LA COUR DE CASSATION, PREMIÈRE CHAMBRE CIVILE, a rendu l'arrêt suivant :
Attendu, selon l'arrêt attaqué (Rouen, 1er avril 2011), qu'Arnaud X... est décédé le 7 avril 2007, laissant pour lui succéder son épouse, Mme Y..., et leur fils Amaury, né le 4 février 2005 et placé, suite au décès de son père, sous l'administration légale sous contrôle judiciaire de sa mère ; que les grands-parents paternels de l'enfant ont saisi, le 10 février 2010, le juge des tutelles de Rouen afin qu'il désigne un conseil de famille en vue de l'ouverture d'une tutelle aux biens du mineur et ont sollicité la consultation de son dossier ;
Sur le premier moyen :
Attendu que les époux X... font grief à l'arrêt confirmatif attaqué de rejeter leur requête en consultation du dossier de leur petit-fils, alors, selon le moyen, que toute personne a droit à ce que sa cause soit entendue équitablement et contradictoirement ; que cette exigence implique que chaque partie ait la faculté de prendre connaissance et de discuter de toute pièce ou observation présentée par l'adversaire en vue d'influencer sa décision et d'en discuter ensuite avec le juge ; qu'en écartant la requête des grands-parents paternels du mineur, requérants à l'instauration d'un conseil de famille pour la mise en place d'une tutelle aux biens du mineur Amaury X..., tendant à la consultation du dossier de ce dernier détenu par le juge des tutelles, la cour d'appel a violé les articles 16 du code de procédure civile et 6, § 1 de la Convention européenne des droits de l'homme ;
Mais attendu que, c'est à bon droit et sans méconnaître le principe de la contradiction que l'arrêt énonce qu'en application des articles 1222-2 et 1187 du code de procédure civile le droit de consulter le dossier est ouvert au mineur capable de discernement, à ses père et mère et au tuteur de sorte que la demande de consultation formée par les grands-parents ne peut qu'être rejetée ; que le moyen n'est pas fondé ;
Sur le second moyen, pris en ses diverses branches, ci-après annexé :
Attendu que le moyen n'est pas de nature à permettre l'admission du pourvoi ;
PAR CES MOTIFS :
REJETTE le pourvoi ;
Condamne les époux X... aux dépens ;
Vu l'article 700 du code de procédure civile, rejette la demande ;
Ainsi fait et jugé par la Cour de cassation, première chambre civile, et prononcé par le président en son audience publique du sept novembre deux mille douze.
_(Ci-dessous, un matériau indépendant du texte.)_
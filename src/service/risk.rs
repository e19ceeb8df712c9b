//! Risk scoring from a case's classification codes
//!
//! A closed lookup, evaluated top to bottom; the first rule that matches any
//! code decides the tier. Codes outside the table fall through to the default.

use crate::model::{RiskAssessment, RiskLevel};

struct RiskRule {
    codes: &'static [&'static str],
    assessment: RiskAssessment,
}

/// Precedence order matters: a case charged under both 420 and 379 is Medium.
const RISK_RULES: &[RiskRule] = &[
    // Murder, rape
    RiskRule {
        codes: &["302", "376"],
        assessment: RiskAssessment::new(90, RiskLevel::High),
    },
    // Cruelty by husband or relatives
    RiskRule {
        codes: &["498A"],
        assessment: RiskAssessment::new(65, RiskLevel::High),
    },
    // Cheating
    RiskRule {
        codes: &["420"],
        assessment: RiskAssessment::new(55, RiskLevel::Medium),
    },
    // Theft
    RiskRule {
        codes: &["379"],
        assessment: RiskAssessment::new(35, RiskLevel::Low),
    },
];

const DEFAULT_RISK: RiskAssessment = RiskAssessment::new(10, RiskLevel::Low);

/// Score a case from its classification codes
pub fn score_risk<S: AsRef<str>>(codes: &[S]) -> RiskAssessment {
    let assessment = RISK_RULES
        .iter()
        .find(|rule| {
            codes.iter().any(|code| {
                let code = code.as_ref().trim();
                rule.codes.iter().any(|known| *known == code)
            })
        })
        .map(|rule| rule.assessment)
        .unwrap_or(DEFAULT_RISK);

    tracing::debug!(
        codes = codes.len(),
        score = assessment.score,
        level = ?assessment.level,
        "Computed risk score"
    );

    assessment
}

#[cfg(test)]
mod tests {
    use super::*;

    #[test]
    fn test_violent_offence_is_high() {
        assert_eq!(score_risk(&["302"]), RiskAssessment::new(90, RiskLevel::High));
        assert_eq!(score_risk(&["376"]), RiskAssessment::new(90, RiskLevel::High));
    }

    #[test]
    fn test_each_tier() {
        assert_eq!(score_risk(&["498A"]), RiskAssessment::new(65, RiskLevel::High));
        assert_eq!(score_risk(&["420"]), RiskAssessment::new(55, RiskLevel::Medium));
        assert_eq!(score_risk(&["379"]), RiskAssessment::new(35, RiskLevel::Low));
    }

    #[test]
    fn test_fraud_wins_over_theft() {
        assert_eq!(
            score_risk(&["420", "379"]),
            RiskAssessment::new(55, RiskLevel::Medium)
        );
        assert_eq!(
            score_risk(&["379", "420"]),
            RiskAssessment::new(55, RiskLevel::Medium)
        );
    }

    #[test]
    fn test_highest_precedence_wins_regardless_of_order() {
        assert_eq!(score_risk(&["379", "498A", "302"]).score, 90);
        assert_eq!(score_risk(&["420", "498A"]).score, 65);
    }

    #[test]
    fn test_default_for_empty_and_unknown_codes() {
        let empty: [&str; 0] = [];
        assert_eq!(score_risk(&empty), RiskAssessment::new(10, RiskLevel::Low));
        assert_eq!(score_risk(&["999", "307"]), RiskAssessment::new(10, RiskLevel::Low));
    }

    #[test]
    fn test_codes_are_trimmed_but_case_sensitive() {
        assert_eq!(score_risk(&[" 302 "]).score, 90);
        assert_eq!(score_risk(&["498a"]).score, 10);
    }
}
MOYENS ANNEXES au présent arrêt :


Moyens produits par la SCP Ortscheidt, avocat aux Conseils, pour les époux X....

PREMIER MOYEN DE CASSATION :


Il est fait grief à l'arrêt confirmatif attaqué d'avoir rejeté la requête de M. et de Mme X... tendant à être autorisés à consulter le dossier du mineur Amaury X..., sous administration légale sous contrôle judiciaire de sa mère, Mme Loïse X..., ouvert auprès du juge des tutelles de Rouen ;
AUX MOTIFS PROPRES QUE le juge des tutelles de Rouen a justement fait application des articles 1187 et 1222-2 du code de procédure civile qui ouvre le droit de consulter le dossier au mineur, au père et mère du mineur, au tuteur, les dispositions de l'article 1222 n'étant pas applicable aux mesures de protection des mineurs ;
ET AUX MOTIFS ADOPTES QUE l'avocat des requérants, grandsparents paternel du mineur sous l'administration légale sous contrôle judiciaire de sa mère, à l'instauration d'un conseil de famille au bénéfice du mineur, sollicite la consultation du dossier détenu par la juge aux affaires familiales statuant en matière de tutelle des mineurs ; qu'il y a lieu dès lors à application des articles 1222 et suivants du code de procédure civile relatif à la consultation du dossier et la délivrance de copie ; que s'agissant d'un mineur, l'article 1222-2 du code de procédure civile renvoie expressément à l'application des dispositions de l'article 1187 du code de procédure civile ; que dès lors seuls les père, mère, tuteur ou mineur capable de discernement et leur avocat sont autorisés à consulter le dossier concernant le mineur ; que dès lors M. et Mme X... en leur qualité de grands-parents paternels quant bien même ils sont requérants à l'instauration d'un conseil de famille pour la mise en place d'une tutelle aux biens du mineur doivent voir leur requête rejetée ;
ALORS QUE toute personne a droit à ce que sa cause soit entendue équitablement et contradictoirement ; que cette exigence implique que chaque partie ait la faculté de prendre connaissance et de discuter de toute pièce ou observation présentée par l'adversaire en vue d'influencer sa décision et d'en discuter ensuite avec le juge ; qu'en écartant la requête des grands-parents paternels du mineur, requérants à l'instauration d'un conseil de famille pour la mise en place d'une tutelle aux biens du mineur Amaury X..., tendant à la consultation du dossier de ce dernier détenu par le juge des tutelles, la cour d'appel a violé les articles 16 du code de procédure civile et 6, § 1 de la Convention européenne des droits de l'homme.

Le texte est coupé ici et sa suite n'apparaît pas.